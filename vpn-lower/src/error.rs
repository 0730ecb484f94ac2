// This Source Code Form is subject to the terms of the Mozilla Public
// License, v. 2.0. If a copy of the MPL was not distributed with this
// file, You can obtain one at https://mozilla.org/MPL/2.0/.

#[derive(thiserror::Error, Debug)]
pub enum Error {
    #[error("agent transport error {0}")]
    Transport(#[from] reqwest::Error),

    #[error("agent returned {status}: {body}")]
    AgentStatus { status: u16, body: String },

    #[error("store error {0}")]
    Store(#[from] vdb::error::Error),
}
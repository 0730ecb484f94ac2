// This Source Code Form is subject to the terms of the Mozilla Public
// License, v. 2.0. If a copy of the MPL was not distributed with this
// file, You can obtain one at https://mozilla.org/MPL/2.0/.

//! BGPVPN visibility.
//!
//! A BGPVPN is visible to its owner, to administrators, and to any tenant
//! holding a `shared` grant either for itself or for `*`. Whether a BGPVPN is
//! reported as shared depends on who is asking: only grants targeting `*` or
//! the requester count, not grants held by other tenants.

use crate::schema::TxResult;
use crate::types::{Context, RbacAction, TARGET_ALL};
use sled::transaction::TransactionalTree;
use uuid::Uuid;

pub(crate) fn grant_key(
    object_id: Uuid,
    action: RbacAction,
    target_project: &str,
) -> String {
    format!("{object_id}/{}/{target_project}", action.as_str())
}

pub(crate) fn is_shared(
    rbac: &TransactionalTree,
    object_id: Uuid,
    ctx: &Context,
) -> TxResult<bool> {
    for target in [TARGET_ALL, ctx.tenant_id.as_str()] {
        if target.is_empty() {
            continue;
        }
        let key = grant_key(object_id, RbacAction::Shared, target);
        if rbac.get(key.as_str())?.is_some() {
            return Ok(true);
        }
    }
    Ok(false)
}

pub(crate) fn is_visible(
    rbac: &TransactionalTree,
    object_id: Uuid,
    owner: &str,
    ctx: &Context,
) -> TxResult<bool> {
    if ctx.is_admin || owner == ctx.tenant_id {
        return Ok(true);
    }
    is_shared(rbac, object_id, ctx)
}
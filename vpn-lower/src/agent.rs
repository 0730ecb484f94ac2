// This Source Code Form is subject to the terms of the Mozilla Public
// License, v. 2.0. If a copy of the MPL was not distributed with this
// file, You can obtain one at https://mozilla.org/MPL/2.0/.

//! The command channel to the forwarding agent.
//!
//! The agent holds a set of bindings, one per (resource, BGPVPN) pair. An
//! attach installs or replaces a binding and a detach removes it, so both
//! commands are idempotent. The [`Agent`] trait decouples the sync loop from
//! the transport so it can be tested without a running agent.

use crate::error::Error;
use percent_encoding::{utf8_percent_encode, AsciiSet, CONTROLS};
use schemars::JsonSchema;
use serde::{Deserialize, Serialize};
use std::time::Duration;
use uuid::Uuid;
use vdb::{AssociationKind, Bgpvpn, VpnType};

/// Install or replace the binding of a resource to a BGPVPN.
#[derive(Debug, Clone, PartialEq, Eq, Serialize, Deserialize, JsonSchema)]
pub struct AttachCommand {
    pub resource_id: String,
    pub resource_type: AssociationKind,
    pub bgpvpn_id: Uuid,
    #[serde(rename = "type")]
    pub vpn_type: VpnType,
    pub route_targets: Vec<String>,
    pub import_targets: Vec<String>,
    pub export_targets: Vec<String>,
    pub route_distinguishers: Vec<String>,
    pub vni: Option<u32>,
    pub local_pref: Option<u64>,
}

impl AttachCommand {
    pub fn new(
        resource_type: AssociationKind,
        resource_id: impl Into<String>,
        bgpvpn: &Bgpvpn,
    ) -> Self {
        Self {
            resource_id: resource_id.into(),
            resource_type,
            bgpvpn_id: bgpvpn.id,
            vpn_type: bgpvpn.vpn_type,
            route_targets: bgpvpn.route_targets.clone(),
            import_targets: bgpvpn.import_targets.clone(),
            export_targets: bgpvpn.export_targets.clone(),
            route_distinguishers: bgpvpn.route_distinguishers.clone(),
            vni: bgpvpn.vni,
            local_pref: bgpvpn.local_pref,
        }
    }

    pub fn key(&self) -> BindingKey {
        BindingKey {
            resource_type: self.resource_type,
            resource_id: self.resource_id.clone(),
            bgpvpn_id: self.bgpvpn_id,
        }
    }
}

/// Remove the binding of a resource to a BGPVPN.
#[derive(Debug, Clone, PartialEq, Eq, Serialize, Deserialize, JsonSchema)]
pub struct DetachCommand {
    pub resource_id: String,
    pub resource_type: AssociationKind,
    pub bgpvpn_id: Uuid,
}

impl From<BindingKey> for DetachCommand {
    fn from(value: BindingKey) -> Self {
        Self {
            resource_id: value.resource_id,
            resource_type: value.resource_type,
            bgpvpn_id: value.bgpvpn_id,
        }
    }
}

/// Identifies one agent binding.
#[derive(Debug, Clone, PartialEq, Eq, Hash, PartialOrd, Ord)]
pub struct BindingKey {
    pub resource_type: AssociationKind,
    pub resource_id: String,
    pub bgpvpn_id: Uuid,
}

#[derive(Debug, Clone, PartialEq, Eq)]
pub enum Command {
    Attach(AttachCommand),
    Detach(DetachCommand),
}

/// The agent operations the sync loop uses.
#[allow(async_fn_in_trait)]
pub trait Agent {
    async fn attach(&self, cmd: &AttachCommand) -> Result<(), Error>;

    async fn detach(&self, cmd: &DetachCommand) -> Result<(), Error>;

    /// Every binding currently installed on the agent.
    async fn list(&self) -> Result<Vec<AttachCommand>, Error>;
}

/// Characters escaped within a single URL path segment.
const PATH_SEGMENT: &AsciiSet = &CONTROLS
    .add(b' ')
    .add(b'"')
    .add(b'#')
    .add(b'%')
    .add(b'/')
    .add(b'<')
    .add(b'>')
    .add(b'?')
    .add(b'`')
    .add(b'{')
    .add(b'}');

/// An agent reached over HTTP.
pub struct HttpAgent {
    client: reqwest::Client,
    base: String,
}

impl HttpAgent {
    pub fn new(base: &str, timeout: Duration) -> Result<Self, Error> {
        let client = reqwest::Client::builder().timeout(timeout).build()?;
        Ok(Self {
            client,
            base: base.trim_end_matches('/').to_string(),
        })
    }

    /// The URL naming one binding. Each segment is percent encoded so
    /// resource ids cannot spill into the query or fragment.
    fn binding_url(&self, cmd: &DetachCommand) -> String {
        let segment = |s: &str| utf8_percent_encode(s, PATH_SEGMENT).to_string();
        format!(
            "{}/attachments/{}/{}/{}",
            self.base,
            segment(cmd.resource_type.as_str()),
            segment(&cmd.resource_id),
            cmd.bgpvpn_id,
        )
    }

    async fn check(
        resp: reqwest::Response,
    ) -> Result<reqwest::Response, Error> {
        let status = resp.status();
        if status.is_success() {
            return Ok(resp);
        }
        let body = resp.text().await.unwrap_or_default();
        Err(Error::AgentStatus {
            status: status.as_u16(),
            body,
        })
    }
}

impl Agent for HttpAgent {
    async fn attach(&self, cmd: &AttachCommand) -> Result<(), Error> {
        let resp = self
            .client
            .post(format!("{}/attachments", self.base))
            .json(cmd)
            .send()
            .await?;
        Self::check(resp).await?;
        Ok(())
    }

    async fn detach(&self, cmd: &DetachCommand) -> Result<(), Error> {
        let resp = self
            .client
            .delete(self.binding_url(cmd))
            .send()
            .await?;
        Self::check(resp).await?;
        Ok(())
    }

    async fn list(&self) -> Result<Vec<AttachCommand>, Error> {
        let resp = self
            .client
            .get(format!("{}/attachments", self.base))
            .send()
            .await?;
        Ok(Self::check(resp).await?.json().await?)
    }
}

#[cfg(test)]
mod url_test {
    use super::*;
    use pretty_assertions::assert_eq;

    fn detach(resource_id: &str, bgpvpn_id: Uuid) -> DetachCommand {
        DetachCommand {
            resource_id: resource_id.into(),
            resource_type: AssociationKind::Network,
            bgpvpn_id,
        }
    }

    #[test]
    fn binding_url_escapes_reserved_characters() {
        let agent =
            HttpAgent::new("http://agent:8080/", Duration::from_secs(1))
                .expect("build agent");
        let id = Uuid::new_v4();

        assert_eq!(
            agent.binding_url(&detach("net1", id)),
            format!("http://agent:8080/attachments/network/net1/{id}"),
        );
        assert_eq!(
            agent.binding_url(&detach("net#1", id)),
            format!("http://agent:8080/attachments/network/net%231/{id}"),
        );
        assert_eq!(
            agent.binding_url(&detach("a?b c%", id)),
            format!("http://agent:8080/attachments/network/a%3Fb%20c%25/{id}"),
        );

        let url = reqwest::Url::parse(&agent.binding_url(&detach("net#1", id)))
            .expect("parse url");
        assert_eq!(url.fragment(), None);
        assert_eq!(url.query(), None);
        assert_eq!(
            url.path_segments().expect("segments").collect::<Vec<_>>(),
            vec!["attachments", "network", "net%231", &id.to_string()],
        );
    }
}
--- --- ---
▸ WHAT THE TASK ASKS
For the string "PartialEq", go line by line through the material and copy every line that has it.

▸ PROBLEM SOLUTION
#[derive(Debug, Clone, PartialEq, Eq, Serialize, Deserialize, JsonSchema)]
#[derive(Debug, Clone, PartialEq, Eq, Serialize, Deserialize, JsonSchema)]
#[derive(Debug, Clone, PartialEq, Eq, Hash, PartialOrd, Ord)]
#[derive(Debug, Clone, PartialEq, Eq)]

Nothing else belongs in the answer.